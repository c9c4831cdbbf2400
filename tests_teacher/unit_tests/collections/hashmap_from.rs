// Copyright (c) 2024 <Wei Li>.
//
// This source code is licensed under the GNU license found in the
// LICENSE file in the root directory of this source tree.
//
// A test of hashmap.

use std::collections::HashMap;

struct Foo<'f> {
    f: &'f u32,
}

fn main() {
    let a = 1;
    let b = 2;
    let c = 3;

    let x = Foo { f: &a };
    let y = Foo { f: &b };
    let z = Foo { f: &c };

    let map = HashMap::from([
        (&a, x),
        (&b, y),
        (&c, z),
    ]);

    let value = map.get(&&a).unwrap();
    let _f = value.f;
}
// Copyright (c) 2024 <Wei Li>.
//
// This source code is licensed under the GNU license found in the
// LICENSE file in the root directory of this source tree.
// 
// A test of subslice.

pub const fn split_first<'a, 'b>(v: &'a [&'b i32]) -> Option<(&'a &'b i32, &'a [&'b i32])> {
    if let [first, tail @ ..] =  v { Some((first, tail)) } else { None }
}

fn main() {
    let a = 1;
    let b = 2;
    let c = 3;
    let v = vec![&a, &b, &c];
    let (first, left) = split_first(&v[..]).unwrap();
    let _first_elem = *first;
    let _next = left[0];
}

◆ Activity
The expected response is the full set of records, reproduced exactly.

◆ Response
repository c9c4831cdbbf2400
filename tests_teacher/unit_tests/collections/hashmap_from.rs
// Copyright (c) 2024 <Wei Li>.
//
// This source code is licensed under the GNU license found in the
// LICENSE file in the root directory of this source tree.
//
// A test of hashmap.

use std::collections::HashMap;

struct Foo<'f> {
    f: &'f u32,
}

fn main() {
    let a = 1;
    let b = 2;
    let c = 3;

    let x = Foo { f: &a };
    let y = Foo { f: &b };
    let z = Foo { f: &c };

    let map = HashMap::from([
        (&a, x),
        (&b, y),
        (&c, z),
    ]);

    let value = map.get(&&a).unwrap();
    let _f = value.f;
}
// Copyright (c) 2024 <Wei Li>.
//
// This source code is licensed under the GNU license found in the
// LICENSE file in the root directory of this source tree.
// 
// A test of subslice.

pub const fn split_first<'a, 'b>(v: &'a [&'b i32]) -> Option<(&'a &'b i32, &'a [&'b i32])> {
    if let [first, tail @ ..] =  v { Some((first, tail)) } else { None }
}

fn main() {
    let a = 1;
    let b = 2;
    let c = 3;
    let v = vec![&a, &b, &c];
    let (first, left) = split_first(&v[..]).unwrap();
    let _first_elem = *first;
    let _next = left[0];
}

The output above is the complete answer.